(Beginning of AVAILABLE DATA)

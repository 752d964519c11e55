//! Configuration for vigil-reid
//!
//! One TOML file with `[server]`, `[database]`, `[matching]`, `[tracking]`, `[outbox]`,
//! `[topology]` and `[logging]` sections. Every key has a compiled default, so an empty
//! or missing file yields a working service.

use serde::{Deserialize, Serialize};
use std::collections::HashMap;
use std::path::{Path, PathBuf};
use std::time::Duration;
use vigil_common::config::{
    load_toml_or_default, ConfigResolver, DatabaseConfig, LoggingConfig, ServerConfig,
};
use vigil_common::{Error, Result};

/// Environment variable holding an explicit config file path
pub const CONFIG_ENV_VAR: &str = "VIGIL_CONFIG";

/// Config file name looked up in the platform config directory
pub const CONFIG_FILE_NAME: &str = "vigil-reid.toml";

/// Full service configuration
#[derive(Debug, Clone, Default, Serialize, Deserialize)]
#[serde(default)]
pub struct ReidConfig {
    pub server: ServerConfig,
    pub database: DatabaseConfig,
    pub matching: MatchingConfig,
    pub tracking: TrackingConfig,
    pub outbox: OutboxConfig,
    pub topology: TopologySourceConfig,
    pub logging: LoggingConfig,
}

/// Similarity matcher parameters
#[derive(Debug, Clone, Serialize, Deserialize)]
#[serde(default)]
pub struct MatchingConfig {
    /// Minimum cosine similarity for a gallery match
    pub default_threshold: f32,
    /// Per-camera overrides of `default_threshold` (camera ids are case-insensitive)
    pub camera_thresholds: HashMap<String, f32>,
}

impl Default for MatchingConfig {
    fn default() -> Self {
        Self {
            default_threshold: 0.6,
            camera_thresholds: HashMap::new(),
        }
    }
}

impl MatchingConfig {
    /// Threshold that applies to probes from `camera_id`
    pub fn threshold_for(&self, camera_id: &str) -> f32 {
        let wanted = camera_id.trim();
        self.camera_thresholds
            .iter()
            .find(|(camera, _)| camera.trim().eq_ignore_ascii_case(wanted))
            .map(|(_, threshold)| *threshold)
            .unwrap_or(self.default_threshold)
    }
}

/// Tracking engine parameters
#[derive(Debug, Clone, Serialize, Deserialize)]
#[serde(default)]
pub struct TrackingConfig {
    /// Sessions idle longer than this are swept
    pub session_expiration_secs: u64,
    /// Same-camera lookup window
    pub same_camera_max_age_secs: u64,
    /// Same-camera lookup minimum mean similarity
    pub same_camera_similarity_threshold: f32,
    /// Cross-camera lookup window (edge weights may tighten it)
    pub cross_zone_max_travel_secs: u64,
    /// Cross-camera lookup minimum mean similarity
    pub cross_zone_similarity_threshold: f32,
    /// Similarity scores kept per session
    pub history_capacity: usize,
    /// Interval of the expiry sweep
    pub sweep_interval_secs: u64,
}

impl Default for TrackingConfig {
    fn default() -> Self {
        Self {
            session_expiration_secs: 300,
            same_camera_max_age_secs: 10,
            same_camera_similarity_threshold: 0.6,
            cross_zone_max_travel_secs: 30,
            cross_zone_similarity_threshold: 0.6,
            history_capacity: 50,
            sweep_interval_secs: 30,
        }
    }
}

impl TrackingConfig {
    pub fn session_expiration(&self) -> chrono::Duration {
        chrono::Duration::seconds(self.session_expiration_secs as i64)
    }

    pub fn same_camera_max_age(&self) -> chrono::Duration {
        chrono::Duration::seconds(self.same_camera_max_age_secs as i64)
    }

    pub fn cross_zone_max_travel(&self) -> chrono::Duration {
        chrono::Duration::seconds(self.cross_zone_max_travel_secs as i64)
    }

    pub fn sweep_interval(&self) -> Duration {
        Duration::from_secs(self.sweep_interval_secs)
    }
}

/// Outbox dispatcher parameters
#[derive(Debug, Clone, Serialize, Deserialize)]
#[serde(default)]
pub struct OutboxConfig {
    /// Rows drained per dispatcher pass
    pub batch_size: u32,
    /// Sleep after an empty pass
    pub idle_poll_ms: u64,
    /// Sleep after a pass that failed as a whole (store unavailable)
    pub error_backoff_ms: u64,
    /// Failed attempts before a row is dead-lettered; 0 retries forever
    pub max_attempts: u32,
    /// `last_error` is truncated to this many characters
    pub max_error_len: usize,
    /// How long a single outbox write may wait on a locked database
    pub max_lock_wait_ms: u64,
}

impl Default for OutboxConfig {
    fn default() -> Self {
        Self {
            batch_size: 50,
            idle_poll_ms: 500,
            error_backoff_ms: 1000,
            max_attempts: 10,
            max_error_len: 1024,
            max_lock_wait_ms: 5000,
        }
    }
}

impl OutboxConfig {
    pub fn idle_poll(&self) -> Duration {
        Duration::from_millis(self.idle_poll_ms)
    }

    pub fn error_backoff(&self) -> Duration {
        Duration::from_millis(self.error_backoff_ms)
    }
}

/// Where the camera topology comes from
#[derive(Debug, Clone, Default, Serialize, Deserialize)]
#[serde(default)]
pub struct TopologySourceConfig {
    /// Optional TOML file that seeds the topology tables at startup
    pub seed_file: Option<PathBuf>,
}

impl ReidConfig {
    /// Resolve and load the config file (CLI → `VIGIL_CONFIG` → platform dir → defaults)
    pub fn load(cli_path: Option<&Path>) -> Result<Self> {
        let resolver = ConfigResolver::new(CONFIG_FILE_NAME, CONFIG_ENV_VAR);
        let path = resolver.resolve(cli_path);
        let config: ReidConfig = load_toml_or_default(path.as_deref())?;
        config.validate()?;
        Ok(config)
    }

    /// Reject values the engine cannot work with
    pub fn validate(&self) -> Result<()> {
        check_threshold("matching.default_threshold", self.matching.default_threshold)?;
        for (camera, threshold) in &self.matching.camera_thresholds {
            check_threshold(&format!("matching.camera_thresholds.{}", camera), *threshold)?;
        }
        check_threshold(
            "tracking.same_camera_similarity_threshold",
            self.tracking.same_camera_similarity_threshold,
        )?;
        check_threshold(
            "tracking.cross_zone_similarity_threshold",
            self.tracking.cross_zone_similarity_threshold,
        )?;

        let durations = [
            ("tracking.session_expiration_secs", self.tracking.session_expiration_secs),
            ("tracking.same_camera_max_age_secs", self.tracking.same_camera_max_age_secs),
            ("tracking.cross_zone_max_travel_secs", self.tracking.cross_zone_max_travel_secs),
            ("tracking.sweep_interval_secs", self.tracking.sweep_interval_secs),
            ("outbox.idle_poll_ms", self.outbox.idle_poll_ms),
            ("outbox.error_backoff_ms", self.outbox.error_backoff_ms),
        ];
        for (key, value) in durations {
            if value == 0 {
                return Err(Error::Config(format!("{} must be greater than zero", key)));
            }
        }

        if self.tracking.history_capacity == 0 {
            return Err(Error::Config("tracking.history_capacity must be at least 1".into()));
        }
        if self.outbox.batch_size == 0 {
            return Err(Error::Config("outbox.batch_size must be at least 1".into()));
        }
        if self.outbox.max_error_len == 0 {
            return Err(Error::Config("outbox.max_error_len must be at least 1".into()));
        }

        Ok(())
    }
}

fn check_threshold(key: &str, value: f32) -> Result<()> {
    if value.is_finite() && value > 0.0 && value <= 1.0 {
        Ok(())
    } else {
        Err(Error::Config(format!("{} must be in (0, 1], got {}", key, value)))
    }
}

(End of AVAILABLE DATA)
(Beginning of AVAILABLE DATA)

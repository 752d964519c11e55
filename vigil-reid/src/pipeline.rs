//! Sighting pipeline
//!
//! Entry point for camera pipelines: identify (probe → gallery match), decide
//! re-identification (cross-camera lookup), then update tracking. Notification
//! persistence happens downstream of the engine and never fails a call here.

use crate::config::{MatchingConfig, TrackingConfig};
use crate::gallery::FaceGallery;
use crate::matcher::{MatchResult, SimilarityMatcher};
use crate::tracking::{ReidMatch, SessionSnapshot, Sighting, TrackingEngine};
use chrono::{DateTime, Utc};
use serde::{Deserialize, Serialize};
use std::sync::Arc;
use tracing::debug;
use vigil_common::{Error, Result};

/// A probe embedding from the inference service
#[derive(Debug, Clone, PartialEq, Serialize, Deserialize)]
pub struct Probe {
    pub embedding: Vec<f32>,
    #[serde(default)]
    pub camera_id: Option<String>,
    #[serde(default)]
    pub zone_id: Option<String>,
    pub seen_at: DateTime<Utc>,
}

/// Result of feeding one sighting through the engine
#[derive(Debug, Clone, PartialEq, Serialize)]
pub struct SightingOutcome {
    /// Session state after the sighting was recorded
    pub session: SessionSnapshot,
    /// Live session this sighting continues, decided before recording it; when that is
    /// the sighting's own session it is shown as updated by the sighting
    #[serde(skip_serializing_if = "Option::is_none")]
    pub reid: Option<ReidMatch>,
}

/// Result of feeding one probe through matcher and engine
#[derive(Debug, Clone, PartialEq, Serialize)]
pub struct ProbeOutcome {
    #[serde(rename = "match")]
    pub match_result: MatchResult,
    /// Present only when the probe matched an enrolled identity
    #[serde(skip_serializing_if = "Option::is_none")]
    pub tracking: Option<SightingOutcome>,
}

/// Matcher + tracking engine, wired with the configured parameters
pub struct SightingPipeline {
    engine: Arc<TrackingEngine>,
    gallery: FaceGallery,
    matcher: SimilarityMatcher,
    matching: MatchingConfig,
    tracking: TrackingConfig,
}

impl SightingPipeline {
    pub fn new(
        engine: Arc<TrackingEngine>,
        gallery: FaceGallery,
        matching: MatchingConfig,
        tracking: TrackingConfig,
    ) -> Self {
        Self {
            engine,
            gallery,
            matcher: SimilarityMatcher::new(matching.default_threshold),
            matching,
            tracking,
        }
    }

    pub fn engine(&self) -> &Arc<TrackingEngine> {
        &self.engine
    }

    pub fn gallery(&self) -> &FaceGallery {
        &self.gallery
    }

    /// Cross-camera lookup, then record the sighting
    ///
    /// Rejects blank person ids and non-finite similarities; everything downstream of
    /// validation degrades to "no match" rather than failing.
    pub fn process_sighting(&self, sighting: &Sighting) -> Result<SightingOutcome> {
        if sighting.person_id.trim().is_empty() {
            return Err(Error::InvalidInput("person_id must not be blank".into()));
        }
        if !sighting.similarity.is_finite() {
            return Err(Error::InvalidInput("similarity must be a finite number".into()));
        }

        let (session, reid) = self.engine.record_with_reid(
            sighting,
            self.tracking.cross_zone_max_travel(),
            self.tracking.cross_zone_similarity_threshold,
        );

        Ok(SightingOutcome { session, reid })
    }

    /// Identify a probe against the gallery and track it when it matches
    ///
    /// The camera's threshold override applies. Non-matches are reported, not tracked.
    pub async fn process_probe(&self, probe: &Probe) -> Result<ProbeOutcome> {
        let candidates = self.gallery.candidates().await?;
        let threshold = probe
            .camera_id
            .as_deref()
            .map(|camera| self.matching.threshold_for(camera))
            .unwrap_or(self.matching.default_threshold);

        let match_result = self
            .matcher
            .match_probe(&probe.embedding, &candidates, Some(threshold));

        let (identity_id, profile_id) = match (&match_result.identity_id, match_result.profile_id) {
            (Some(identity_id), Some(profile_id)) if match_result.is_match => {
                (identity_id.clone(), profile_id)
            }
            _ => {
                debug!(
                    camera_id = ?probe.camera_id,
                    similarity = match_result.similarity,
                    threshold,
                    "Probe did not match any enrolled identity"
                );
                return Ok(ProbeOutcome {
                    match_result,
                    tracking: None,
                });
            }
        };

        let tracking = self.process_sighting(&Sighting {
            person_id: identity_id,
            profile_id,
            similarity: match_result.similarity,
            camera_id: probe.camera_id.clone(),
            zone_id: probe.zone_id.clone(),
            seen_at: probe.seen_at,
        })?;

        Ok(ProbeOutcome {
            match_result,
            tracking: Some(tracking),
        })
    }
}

(End of AVAILABLE DATA)
(Beginning of AVAILABLE DATA)

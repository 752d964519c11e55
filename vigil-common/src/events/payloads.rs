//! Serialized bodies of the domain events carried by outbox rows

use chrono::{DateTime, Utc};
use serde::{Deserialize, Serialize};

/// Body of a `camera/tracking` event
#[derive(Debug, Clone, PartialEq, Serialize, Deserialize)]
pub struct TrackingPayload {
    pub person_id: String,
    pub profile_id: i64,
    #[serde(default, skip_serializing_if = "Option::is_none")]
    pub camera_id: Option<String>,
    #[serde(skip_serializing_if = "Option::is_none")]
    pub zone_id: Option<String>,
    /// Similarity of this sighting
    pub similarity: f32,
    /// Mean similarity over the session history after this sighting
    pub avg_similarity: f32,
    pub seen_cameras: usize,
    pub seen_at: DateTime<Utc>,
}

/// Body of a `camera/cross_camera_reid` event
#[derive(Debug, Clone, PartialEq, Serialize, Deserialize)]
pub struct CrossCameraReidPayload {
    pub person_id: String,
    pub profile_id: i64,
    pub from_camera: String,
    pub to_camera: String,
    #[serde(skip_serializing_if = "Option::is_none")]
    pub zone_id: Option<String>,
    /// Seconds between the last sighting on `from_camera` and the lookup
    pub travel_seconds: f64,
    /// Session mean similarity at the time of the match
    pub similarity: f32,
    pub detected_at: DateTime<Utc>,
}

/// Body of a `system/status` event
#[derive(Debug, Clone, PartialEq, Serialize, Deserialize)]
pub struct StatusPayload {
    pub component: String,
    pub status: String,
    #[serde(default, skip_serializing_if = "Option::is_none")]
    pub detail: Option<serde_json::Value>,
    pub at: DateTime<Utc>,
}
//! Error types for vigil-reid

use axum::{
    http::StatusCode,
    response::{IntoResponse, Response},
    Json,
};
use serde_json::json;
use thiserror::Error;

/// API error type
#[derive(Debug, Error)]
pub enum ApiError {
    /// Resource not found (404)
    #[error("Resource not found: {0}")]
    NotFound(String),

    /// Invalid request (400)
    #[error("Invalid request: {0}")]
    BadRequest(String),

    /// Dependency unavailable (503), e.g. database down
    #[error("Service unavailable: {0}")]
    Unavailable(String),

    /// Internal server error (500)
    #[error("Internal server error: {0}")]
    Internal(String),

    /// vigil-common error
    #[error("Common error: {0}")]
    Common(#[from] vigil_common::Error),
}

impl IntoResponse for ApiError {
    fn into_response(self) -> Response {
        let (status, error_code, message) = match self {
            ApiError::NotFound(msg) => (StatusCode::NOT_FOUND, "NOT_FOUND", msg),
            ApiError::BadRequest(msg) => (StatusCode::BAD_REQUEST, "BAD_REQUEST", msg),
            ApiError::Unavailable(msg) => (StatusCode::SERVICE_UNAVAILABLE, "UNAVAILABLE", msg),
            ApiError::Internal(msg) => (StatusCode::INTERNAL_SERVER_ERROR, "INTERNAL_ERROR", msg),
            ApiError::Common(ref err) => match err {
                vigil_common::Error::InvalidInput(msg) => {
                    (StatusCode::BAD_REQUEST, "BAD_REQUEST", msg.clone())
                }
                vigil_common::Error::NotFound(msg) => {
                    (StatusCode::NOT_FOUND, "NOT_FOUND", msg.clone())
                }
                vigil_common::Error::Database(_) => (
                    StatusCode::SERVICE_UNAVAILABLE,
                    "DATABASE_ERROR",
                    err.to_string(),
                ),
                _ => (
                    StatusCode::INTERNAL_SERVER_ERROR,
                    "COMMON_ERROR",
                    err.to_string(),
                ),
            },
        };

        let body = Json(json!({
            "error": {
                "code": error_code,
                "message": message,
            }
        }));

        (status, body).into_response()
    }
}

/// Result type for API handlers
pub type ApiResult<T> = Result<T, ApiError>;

(End of AVAILABLE DATA)

▸ PROBLEM
Please return a copy of each line in the entries that has the string "than".

▸ TASK RESPONSE
    /// Sessions idle longer than this are swept
                return Err(Error::Config(format!("{} must be greater than zero", key)));
    /// validation degrades to "no match" rather than failing.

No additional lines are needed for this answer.